I am a fan of Glee.  You could say it is one of my guilty pleasures.  A couple months ago, Jody bought me one of the soundtracks.  It has a song  from Wicked musical, Defying Gravity. 


The song has become very relevant recently.  The first verse REALLY hits the nail on the head:


Something has changed within me 
Something is not the same 
I'm through with playing by the rules 
Of someone else's game 
Too late for second-guessing 
Too late to go back to sleep 
It's time to trust my instincts 
Close my eyes: and leap! 


I am a people pleaser.  I exist to make people happy.  I feel accomplished by constantly fixing things.  There has come a point this year especially, that I realize this is not healthy for me.  It is not always easy to deny but it is a major change in who I am.  I have usually sacrificed so much of me to keep the rest of the world happy.  This is not a good thing.  


Admitting this to myself is a huge step.  Even more than this step, I am slowly realizing that I can not always fix things.  I can't make everyone like me.  I can't even make everyone happy.  
That sucks.  The ego part of me wants to fix it.  The ego part of me wants to do what the ego part does.  

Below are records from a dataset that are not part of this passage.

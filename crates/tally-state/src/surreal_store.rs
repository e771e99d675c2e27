//! SurrealDB-backed CounterStore implementation
//!
//! Uses `schema::AgentTallyRow` for persistence, converting to/from
//! [`AgentDocument`] at the boundary. Each save deletes and recreates the
//! agent's row inside one transaction.

use async_trait::async_trait;
use serde::Deserialize;
use surrealdb::engine::any::Any;
use surrealdb::Surreal;
use tracing::{debug, info};

use crate::error::{StateError, StorageError};
use crate::migrations;
use crate::schema::{AgentDocument, AgentTallyRow};
use crate::storage_traits::{CounterStore, StorageResult};

pub const DEFAULT_NAMESPACE: &str = "tally";
pub const DEFAULT_DATABASE: &str = "main";

/// SurrealDB-backed implementation of [`CounterStore`].
#[derive(Clone)]
pub struct SurrealCounterStore {
    db: Surreal<Any>,
}

#[derive(Debug, Deserialize)]
struct AgentIdRow {
    agent_id: String,
}

impl SurrealCounterStore {
    /// Create an in-memory instance for testing.
    ///
    /// Connects to `mem://`, selects `tally/main`, and runs `init_schema`.
    pub async fn in_memory() -> crate::Result<Self> {
        let store = Self::connect("mem://", DEFAULT_NAMESPACE, DEFAULT_DATABASE).await?;
        info!("SurrealCounterStore connected (in-memory)");
        Ok(store)
    }

    /// Connect to any SurrealDB endpoint (`mem://`, `surrealkv://path`, `ws://host`).
    pub async fn connect(url: &str, namespace: &str, database: &str) -> crate::Result<Self> {
        let db = surrealdb::engine::any::connect(url)
            .await
            .map_err(|e| StateError::Connection(format!("Failed to connect to {}: {}", url, e)))?;

        db.use_ns(namespace)
            .use_db(database)
            .await
            .map_err(|e| StateError::Connection(e.to_string()))?;

        migrations::init_schema(&db).await?;

        debug!(url, namespace, database, "SurrealCounterStore ready");
        Ok(Self { db })
    }
}

#[async_trait]
impl CounterStore for SurrealCounterStore {
    async fn load(&self, agent_id: &str) -> StorageResult<Option<AgentDocument>> {
        let aid_owned = agent_id.to_string();
        let mut res = self
            .db
            .query("SELECT * FROM agent_tallies WHERE agent_id = $aid")
            .bind(("aid", aid_owned))
            .await?;

        let rows: Vec<AgentTallyRow> = res.take(0)?;

        rows.into_iter()
            .next()
            .map(AgentTallyRow::into_document)
            .transpose()
    }

    async fn save(&self, doc: &AgentDocument) -> StorageResult<()> {
        let row = AgentTallyRow::from_document(doc)?;
        let aid_owned = doc.agent_id.clone();

        self.db
            .query(
                r#"
                BEGIN TRANSACTION;
                DELETE agent_tallies WHERE agent_id = $aid;
                CREATE agent_tallies CONTENT $row;
                COMMIT TRANSACTION;
                "#,
            )
            .bind(("aid", aid_owned))
            .bind(("row", row))
            .await?
            .check()?;

        debug!(agent_id = %doc.agent_id, "agent tally row replaced");
        Ok(())
    }

    async fn list_agents(&self) -> StorageResult<Vec<String>> {
        let mut res = self
            .db
            .query("SELECT agent_id FROM agent_tallies ORDER BY agent_id ASC")
            .await?;

        let rows: Vec<AgentIdRow> = res.take(0)?;
        Ok(rows.into_iter().map(|r| r.agent_id).collect())
    }
}
//! Core domain types for Mastermind
//!
//! This module contains the fundamental domain types: colors, codes, feedback
//! and the rules that tie them together. All types here are pure and testable.

mod code;
mod color;
mod feedback;
mod rules;

pub use code::{Code, CodeError};
pub use color::{Color, Palette, PaletteError};
pub use feedback::{Feedback, FeedbackParseError};
pub use rules::{ConfigError, MAX_SPACE_SIZE, Rules};
pub(crate) use rules::check_space;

This is truly a leap of faith for me.  Coming to a place within myself, within who I truly am that can say, I am not always in control of fixing things is scary.  It is a daily learning for me.  


But why do we do this?  Why do we come to a point where we are sacrificing our needs to make other people happy?  I wish I had the answer.  I wish there was an easy fix.  I spend daily time in prayer to better understand why I need to change in this.  


What I currently know is that 
           1. God is in control.  God is and will always be God and I am not.
           2.  I can't make everyone happy.  
           3.  I can't always fix things.  


                                  and that is ok




It's time to try defying gravity.  Kiss me goodbye, I'm defying gravity.  I think I'll try defying gravity and you won't bring me down.

1 comment:

  1. Fly girl . . . fear of the Lord is the beginning of wisdom. Looks like you are getting wiser!

    I once read a piece that said that at any moment in time 12 people hate what you're doing and 12 people love it. Everyone else is in between. And tomorrow it will be a different 12. I find it helpful to remember that.